■ Requirement ■
The answer must consist of every line in the records below that contains the string "LampArrayKind".

■ Stored data entries ■
= = = =

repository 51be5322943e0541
pub mod inbound;
pub mod outbound;
mod responses;

pub use responses::*;
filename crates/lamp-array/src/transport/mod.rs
//! HID transport seam.
//!
//! The driver never talks to the operating system directly. A
//! [`HidConnector`] opens a device by VID/PID and hands back a
//! [`FeatureReportDevice`]; dropping that device releases the handle.

#[cfg(feature = "hidapi")]
mod hidapi_backend;
pub mod mock;

#[cfg(feature = "hidapi")]
pub use hidapi_backend::{HidApiConnector, HidApiDevice};

use crate::error::{Result, TransportResult};
use hid_lamp_array_protocol::FeatureReport;
use serde::{Deserialize, Serialize};
use tracing::trace;

/// Identity strings reported by an open device.
#[derive(Debug, Clone, Default, PartialEq, Eq, Serialize, Deserialize)]
pub struct DeviceIdentity {
    pub vendor_id: u16,
    pub product_id: u16,
    pub manufacturer: Option<String>,
    pub product: Option<String>,
    pub serial_number: Option<String>,
}

impl DeviceIdentity {
    pub fn new(vendor_id: u16, product_id: u16) -> Self {
        Self {
            vendor_id,
            product_id,
            ..Self::default()
        }
    }

    pub fn with_manufacturer(mut self, manufacturer: impl Into<String>) -> Self {
        self.manufacturer = Some(manufacturer.into());
        self
    }

    pub fn with_product(mut self, product: impl Into<String>) -> Self {
        self.product = Some(product.into());
        self
    }

    pub fn with_serial_number(mut self, serial: impl Into<String>) -> Self {
        self.serial_number = Some(serial.into());
        self
    }

    pub fn matches(&self, vendor_id: u16, product_id: u16) -> bool {
        self.vendor_id == vendor_id && self.product_id == product_id
    }

    pub fn display_name(&self) -> String {
        self.product
            .clone()
            .or_else(|| self.manufacturer.clone())
            .unwrap_or_else(|| format!("{:04x}:{:04x}", self.vendor_id, self.product_id))
    }
}

/// An open HID device that exchanges feature reports.
///
/// All calls block until the transfer completes.
pub trait FeatureReportDevice {
    /// Read feature report `report_id`. The returned bytes start with the report ID.
    fn get_feature_report(&mut self, report_id: u8, max_len: usize) -> TransportResult<Vec<u8>>;

    /// Write a feature report. `data` starts with the report ID.
    fn send_feature_report(&mut self, data: &[u8]) -> TransportResult<()>;

    fn identity(&self) -> DeviceIdentity;
}

/// Opens HID devices by USB identity.
pub trait HidConnector {
    type Device: FeatureReportDevice;

    fn open(&self, vendor_id: u16, product_id: u16) -> TransportResult<Self::Device>;
}

/// Encode `report` with its report ID and write it.
pub fn send_report<D, R>(device: &mut D, report: &R) -> Result<()>
where
    D: FeatureReportDevice + ?Sized,
    R: FeatureReport,
{
    let data = report.to_feature_report();
    trace!(report = R::NAME, len = data.len(), "send feature report");
    device.send_feature_report(&data)?;
    Ok(())
}

/// Read feature report `R` and decode it.
pub fn read_report<D, R>(device: &mut D, max_len: usize) -> Result<R>
where
    D: FeatureReportDevice + ?Sized,
    R: FeatureReport,
{
    let data = device.get_feature_report(R::REPORT_ID, max_len)?;
    trace!(report = R::NAME, len = data.len(), "received feature report");
    Ok(R::from_feature_report(&data)?)
}
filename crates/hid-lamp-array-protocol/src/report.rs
//! Fixed-layout LampArray feature reports.
//!
//! Each report implements [`FeatureReport`], which ties the structure to its
//! report ID and payload size and provides framing on top of the raw
//! payload codec.

use crate::codec::{ReportReader, ReportWriter, frame, strip_report_id};
use crate::ids::{MAX_LAMPS_PER_MULTI_UPDATE, control_flags, report_ids, update_flags};
use crate::types::{LampArrayKind, LampColor, LampPurpose};
use crate::{ProtocolError, ProtocolResult};
use serde::{Deserialize, Serialize};

/// A feature report with a fixed report ID and payload layout.
pub trait FeatureReport: Sized {
    /// Report ID byte that prefixes the payload on the wire.
    const REPORT_ID: u8;
    /// Payload size in bytes, excluding the report ID.
    const WIRE_LEN: usize;
    /// Name used in error messages and logs.
    const NAME: &'static str;

    /// Decode from a payload (report ID already stripped).
    ///
    /// Extra trailing bytes are ignored; devices may pad feature reports.
    fn decode(payload: &[u8]) -> ProtocolResult<Self>;

    /// Append the payload encoding to `writer`.
    fn write_payload(&self, writer: &mut ReportWriter);

    /// Payload bytes, exactly `WIRE_LEN` long.
    fn encode(&self) -> Vec<u8> {
        let mut writer = ReportWriter::with_capacity(Self::WIRE_LEN);
        self.write_payload(&mut writer);
        writer.into_inner()
    }

    /// Report ID followed by the payload, ready for a feature-report write.
    fn to_feature_report(&self) -> Vec<u8> {
        frame(Self::REPORT_ID, &self.encode())
    }

    /// Decode a feature report as read from the device (report ID first).
    fn from_feature_report(report: &[u8]) -> ProtocolResult<Self> {
        Self::decode(strip_report_id(Self::REPORT_ID, report)?)
    }
}

/// Device-wide lamp array attributes (report 2).
#[derive(Debug, Clone, Copy, PartialEq, Eq, Default, Serialize, Deserialize)]
pub struct LampArrayAttributes {
    pub lamp_count: u16,
    /// Bounding box width in micrometers.
    pub width: u32,
    /// Bounding box height in micrometers.
    pub height: u32,
    /// Bounding box depth in micrometers.
    pub depth: u32,
    /// Raw [`LampArrayKind`]; use [`kind`](Self::kind) for the checked value.
    pub kind_raw: u32,
    /// Minimum interval between updates, in microseconds.
    pub min_update_interval_us: u32,
}

impl LampArrayAttributes {
    pub fn kind(&self) -> ProtocolResult<LampArrayKind> {
        LampArrayKind::from_raw(self.kind_raw)
    }
}

impl FeatureReport for LampArrayAttributes {
    const REPORT_ID: u8 = report_ids::LAMP_ARRAY_ATTRIBUTES;
    const WIRE_LEN: usize = 22;
    const NAME: &'static str = "LampArrayAttributes";

    fn decode(payload: &[u8]) -> ProtocolResult<Self> {
        let mut reader = ReportReader::with_min_len(Self::NAME, payload, Self::WIRE_LEN)?;
        Ok(Self {
            lamp_count: reader.read_u16_le()?,
            width: reader.read_u32_le()?,
            height: reader.read_u32_le()?,
            depth: reader.read_u32_le()?,
            kind_raw: reader.read_u32_le()?,
            min_update_interval_us: reader.read_u32_le()?,
        })
    }

    fn write_payload(&self, writer: &mut ReportWriter) {
        writer
            .write_u16_le(self.lamp_count)
            .write_u32_le(self.width)
            .write_u32_le(self.height)
            .write_u32_le(self.depth)
            .write_u32_le(self.kind_raw)
            .write_u32_le(self.min_update_interval_us);
    }
}

/// Selects the lamp whose attributes the next response describes (report 3).
#[derive(Debug, Clone, Copy, PartialEq, Eq, Default, Serialize, Deserialize)]
pub struct LampAttributesRequest {
    pub lamp_id: u16,
}

impl FeatureReport for LampAttributesRequest {
    const REPORT_ID: u8 = report_ids::LAMP_ATTRIBUTES_REQUEST;
    const WIRE_LEN: usize = 2;
    const NAME: &'static str = "LampAttributesRequest";

    fn decode(payload: &[u8]) -> ProtocolResult<Self> {
        let mut reader = ReportReader::with_min_len(Self::NAME, payload, Self::WIRE_LEN)?;
        Ok(Self {
            lamp_id: reader.read_u16_le()?,
        })
    }

    fn write_payload(&self, writer: &mut ReportWriter) {
        writer.write_u16_le(self.lamp_id);
    }
}

/// Attributes of a single lamp (report 4, the attributes response).
#[derive(Debug, Clone, Copy, PartialEq, Eq, Default, Serialize, Deserialize)]
pub struct LampAttributes {
    pub lamp_id: u16,
    /// Position in micrometers relative to the bounding box.
    pub position_x: u32,
    pub position_y: u32,
    pub position_z: u32,
    /// Update latency in microseconds.
    pub update_latency_us: u32,
    /// Raw [`LampPurpose`]; use [`purpose`](Self::purpose) for the checked value.
    pub purpose_raw: u32,
    pub red_level_count: u8,
    pub green_level_count: u8,
    pub blue_level_count: u8,
    pub intensity_level_count: u8,
    /// Nonzero when the lamp color is programmable.
    pub is_programmable: u8,
    /// Keyboard or button usage the lamp is bound to, 0 for none.
    pub input_binding: u8,
}

impl LampAttributes {
    pub fn purpose(&self) -> ProtocolResult<LampPurpose> {
        LampPurpose::from_raw(self.purpose_raw)
    }

    pub fn programmable(&self) -> bool {
        self.is_programmable != 0
    }
}

impl FeatureReport for LampAttributes {
    const REPORT_ID: u8 = report_ids::LAMP_ATTRIBUTES_RESPONSE;
    const WIRE_LEN: usize = 28;
    const NAME: &'static str = "LampAttributes";

    fn decode(payload: &[u8]) -> ProtocolResult<Self> {
        let mut reader = ReportReader::with_min_len(Self::NAME, payload, Self::WIRE_LEN)?;
        Ok(Self {
            lamp_id: reader.read_u16_le()?,
            position_x: reader.read_u32_le()?,
            position_y: reader.read_u32_le()?,
            position_z: reader.read_u32_le()?,
            update_latency_us: reader.read_u32_le()?,
            purpose_raw: reader.read_u32_le()?,
            red_level_count: reader.read_u8()?,
            green_level_count: reader.read_u8()?,
            blue_level_count: reader.read_u8()?,
            intensity_level_count: reader.read_u8()?,
            is_programmable: reader.read_u8()?,
            input_binding: reader.read_u8()?,
        })
    }

    fn write_payload(&self, writer: &mut ReportWriter) {
        writer
            .write_u16_le(self.lamp_id)
            .write_u32_le(self.position_x)
            .write_u32_le(self.position_y)
            .write_u32_le(self.position_z)
            .write_u32_le(self.update_latency_us)
            .write_u32_le(self.purpose_raw)
            .write_u8(self.red_level_count)
            .write_u8(self.green_level_count)
            .write_u8(self.blue_level_count)
            .write_u8(self.intensity_level_count)
            .write_u8(self.is_programmable)
            .write_u8(self.input_binding);
    }
}

/// Up to eight individually colored lamps in one transaction (report 5).
///
/// Layout: `lamp_count:u8, flags:u8, lamp_ids:[u16; 8], colors:[LampColor; 8]`.
/// Slots past `lamp_count` are zero and ignored by the device.
#[derive(Debug, Clone, Copy, PartialEq, Eq, Default, Serialize, Deserialize)]
pub struct LampMultiUpdate {
    pub lamp_count: u8,
    pub flags: u8,
    pub lamp_ids: [u16; MAX_LAMPS_PER_MULTI_UPDATE],
    pub colors: [LampColor; MAX_LAMPS_PER_MULTI_UPDATE],
}

impl LampMultiUpdate {
    /// Build a multi-update from at most eight `(lamp_id, color)` entries.
    pub fn new(entries: &[(u16, LampColor)], complete: bool) -> ProtocolResult<Self> {
        let lamp_count = u8::try_from(entries.len())
            .ok()
            .filter(|&count| usize::from(count) <= MAX_LAMPS_PER_MULTI_UPDATE)
            .ok_or(ProtocolError::TooManyLamps(entries.len()))?;

        let mut update = Self {
            lamp_count,
            flags: if complete {
                update_flags::UPDATE_COMPLETE
            } else {
                0
            },
            ..Self::default()
        };
        for ((slot_id, slot_color), &(lamp_id, color)) in update
            .lamp_ids
            .iter_mut()
            .zip(update.colors.iter_mut())
            .zip(entries)
        {
            *slot_id = lamp_id;
            *slot_color = color;
        }
        Ok(update)
    }

    /// Empty update that only carries the completion flag.
    pub fn complete_only() -> Self {
        Self {
            flags: update_flags::UPDATE_COMPLETE,
            ..Self::default()
        }
    }

    pub fn is_complete(&self) -> bool {
        self.flags & update_flags::UPDATE_COMPLETE != 0
    }

    /// The populated `(lamp_id, color)` slots.
    pub fn entries(&self) -> impl Iterator<Item = (u16, LampColor)> + '_ {
        self.lamp_ids
            .iter()
            .copied()
            .zip(self.colors.iter().copied())
            .take(usize::from(self.lamp_count))
    }
}

impl FeatureReport for LampMultiUpdate {
    const REPORT_ID: u8 = report_ids::LAMP_MULTI_UPDATE;
    const WIRE_LEN: usize = 2 + MAX_LAMPS_PER_MULTI_UPDATE * (2 + LampColor::WIRE_LEN);
    const NAME: &'static str = "LampMultiUpdate";

    fn decode(payload: &[u8]) -> ProtocolResult<Self> {
        let mut reader = ReportReader::with_min_len(Self::NAME, payload, Self::WIRE_LEN)?;
        let lamp_count = reader.read_u8()?;
        if usize::from(lamp_count) > MAX_LAMPS_PER_MULTI_UPDATE {
            return Err(ProtocolError::TooManyLamps(usize::from(lamp_count)));
        }
        let flags = reader.read_u8()?;
        let mut update = Self {
            lamp_count,
            flags,
            ..Self::default()
        };
        for slot in update.lamp_ids.iter_mut() {
            *slot = reader.read_u16_le()?;
        }
        for slot in update.colors.iter_mut() {
            *slot = LampColor::from_bytes(reader.read_array()?);
        }
        Ok(update)
    }

    fn write_payload(&self, writer: &mut ReportWriter) {
        writer.write_u8(self.lamp_count).write_u8(self.flags);
        for &lamp_id in &self.lamp_ids {
            writer.write_u16_le(lamp_id);
        }
        for color in &self.colors {
            writer.write_bytes(&color.to_bytes());
        }
    }
}

/// One color over the inclusive lamp range `[lamp_id_start, lamp_id_end]` (report 6).
#[derive(Debug, Clone, Copy, PartialEq, Eq, Default, Serialize, Deserialize)]
pub struct LampRangeUpdate {
    pub flags: u8,
    pub lamp_id_start: u16,
    pub lamp_id_end: u16,
    pub color: LampColor,
}

impl LampRangeUpdate {
    pub fn new(lamp_id_start: u16, lamp_id_end: u16, color: LampColor, complete: bool) -> Self {
        Self {
            flags: if complete {
                update_flags::UPDATE_COMPLETE
            } else {
                0
            },
            lamp_id_start,
            lamp_id_end,
            color,
        }
    }

    pub fn is_complete(&self) -> bool {
        self.flags & update_flags::UPDATE_COMPLETE != 0
    }
}

impl FeatureReport for LampRangeUpdate {
    const REPORT_ID: u8 = report_ids::LAMP_RANGE_UPDATE;
    const WIRE_LEN: usize = 9;
    const NAME: &'static str = "LampRangeUpdate";

    fn decode(payload: &[u8]) -> ProtocolResult<Self> {
        let mut reader = ReportReader::with_min_len(Self::NAME, payload, Self::WIRE_LEN)?;
        Ok(Self {
            flags: reader.read_u8()?,
            lamp_id_start: reader.read_u16_le()?,
            lamp_id_end: reader.read_u16_le()?,
            color: LampColor::from_bytes(reader.read_array()?),
        })
    }

    fn write_payload(&self, writer: &mut ReportWriter) {
        writer
            .write_u8(self.flags)
            .write_u16_le(self.lamp_id_start)
            .write_u16_le(self.lamp_id_end)
            .write_bytes(&self.color.to_bytes());
    }
}

/// Lamp array control (report 7).
#[derive(Debug, Clone, Copy, PartialEq, Eq, Default, Serialize, Deserialize)]
pub struct LampArrayControl {
    pub flags: u8,
}

impl LampArrayControl {
    pub fn autonomous(enable: bool) -> Self {
        Self {
            flags: if enable {
                control_flags::AUTONOMOUS_MODE
            } else {
                0
            },
        }
    }

    pub fn is_autonomous(&self) -> bool {
        self.flags & control_flags::AUTONOMOUS_MODE != 0
    }
}

impl FeatureReport for LampArrayControl {
    const REPORT_ID: u8 = report_ids::LAMP_ARRAY_CONTROL;
    const WIRE_LEN: usize = 1;
    const NAME: &'static str = "LampArrayControl";

    fn decode(payload: &[u8]) -> ProtocolResult<Self> {
        let mut reader = ReportReader::with_min_len(Self::NAME, payload, Self::WIRE_LEN)?;
        Ok(Self {
            flags: reader.read_u8()?,
        })
    }

    fn write_payload(&self, writer: &mut ReportWriter) {
        writer.write_u8(self.flags);
    }
}
//! Driver configuration.

use hid_lamp_array_protocol::{DEFAULT_PRODUCT_ID, DEFAULT_VENDOR_ID};
use serde::{Deserialize, Serialize};

/// Default buffer size for feature-report reads.
pub const DEFAULT_MAX_REPORT_LEN: usize = 64;

/// How a [`LampArray`](crate::LampArray) finds and treats its device.
#[derive(Debug, Clone, PartialEq, Eq, Serialize, Deserialize)]
#[serde(default)]
pub struct LampArrayConfig {
    pub vendor_id: u16,
    pub product_id: u16,
    /// Disable autonomous mode as the last step of `open`.
    pub control_on_open: bool,
    /// Re-enable autonomous mode before releasing the device on `close`.
    pub release_on_close: bool,
    /// Read buffer size for feature reports, including the report ID byte.
    pub max_report_len: usize,
}

impl Default for LampArrayConfig {
    fn default() -> Self {
        Self {
            vendor_id: DEFAULT_VENDOR_ID,
            product_id: DEFAULT_PRODUCT_ID,
            control_on_open: true,
            release_on_close: true,
            max_report_len: DEFAULT_MAX_REPORT_LEN,
        }
    }
}

impl LampArrayConfig {
    pub fn new() -> Self {
        Self::default()
    }

    pub fn with_device(mut self, vendor_id: u16, product_id: u16) -> Self {
        self.vendor_id = vendor_id;
        self.product_id = product_id;
        self
    }

    pub fn with_control_on_open(mut self, enabled: bool) -> Self {
        self.control_on_open = enabled;
        self
    }

    pub fn with_release_on_close(mut self, enabled: bool) -> Self {
        self.release_on_close = enabled;
        self
    }

    pub fn with_max_report_len(mut self, len: usize) -> Self {
        self.max_report_len = len;
        self
    }
}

= = = =

■ Solution ■
use crate::types::{LampArrayKind, LampColor, LampPurpose};
    /// Raw [`LampArrayKind`]; use [`kind`](Self::kind) for the checked value.
    pub fn kind(&self) -> ProtocolResult<LampArrayKind> {
        LampArrayKind::from_raw(self.kind_raw)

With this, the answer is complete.